> **Dataset entries**:
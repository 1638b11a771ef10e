//! Database migration command.
//!
//! # Usage
//!
//! ```bash
//! synclune-cli migrate
//! ```
//!
//! # Environment Variables
//!
//! - `STOREFRONT_DATABASE_URL` - `PostgreSQL` connection string
//!
//! Migrations live in `crates/storefront/migrations/` and are embedded at
//! compile time. The back-office shares the same schema.

use synclune_storefront::config::{ConfigError, get_database_url};
use synclune_storefront::db::create_pool;
use thiserror::Error;

/// Errors that can occur while migrating.
#[derive(Debug, Error)]
pub enum MigrationError {
    #[error(transparent)]
    Config(#[from] ConfigError),

    #[error("Database error: {0}")]
    Database(#[from] sqlx::Error),

    #[error("Migration error: {0}")]
    Migration(#[from] sqlx::migrate::MigrateError),
}

/// Apply pending migrations.
///
/// # Errors
///
/// Returns `MigrationError` if the database is unreachable or a migration
/// fails.
pub async fn run() -> Result<(), MigrationError> {
    dotenvy::dotenv().ok();

    let database_url = get_database_url("STOREFRONT_DATABASE_URL")?;

    tracing::info!("Connecting to database...");
    let pool = create_pool(&database_url).await?;

    tracing::info!("Running migrations...");
    sqlx::migrate!("../storefront/migrations").run(&pool).await?;

    tracing::info!("Migrations complete");
    Ok(())
}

> **Task description**: Find the string "sqlx" in the entries above. Copy each line where it occurs.

> **Expected answer**:
    Database(#[from] sqlx::Error),
    Migration(#[from] sqlx::migrate::MigrateError),
    sqlx::migrate!("../storefront/migrations").run(&pool).await?;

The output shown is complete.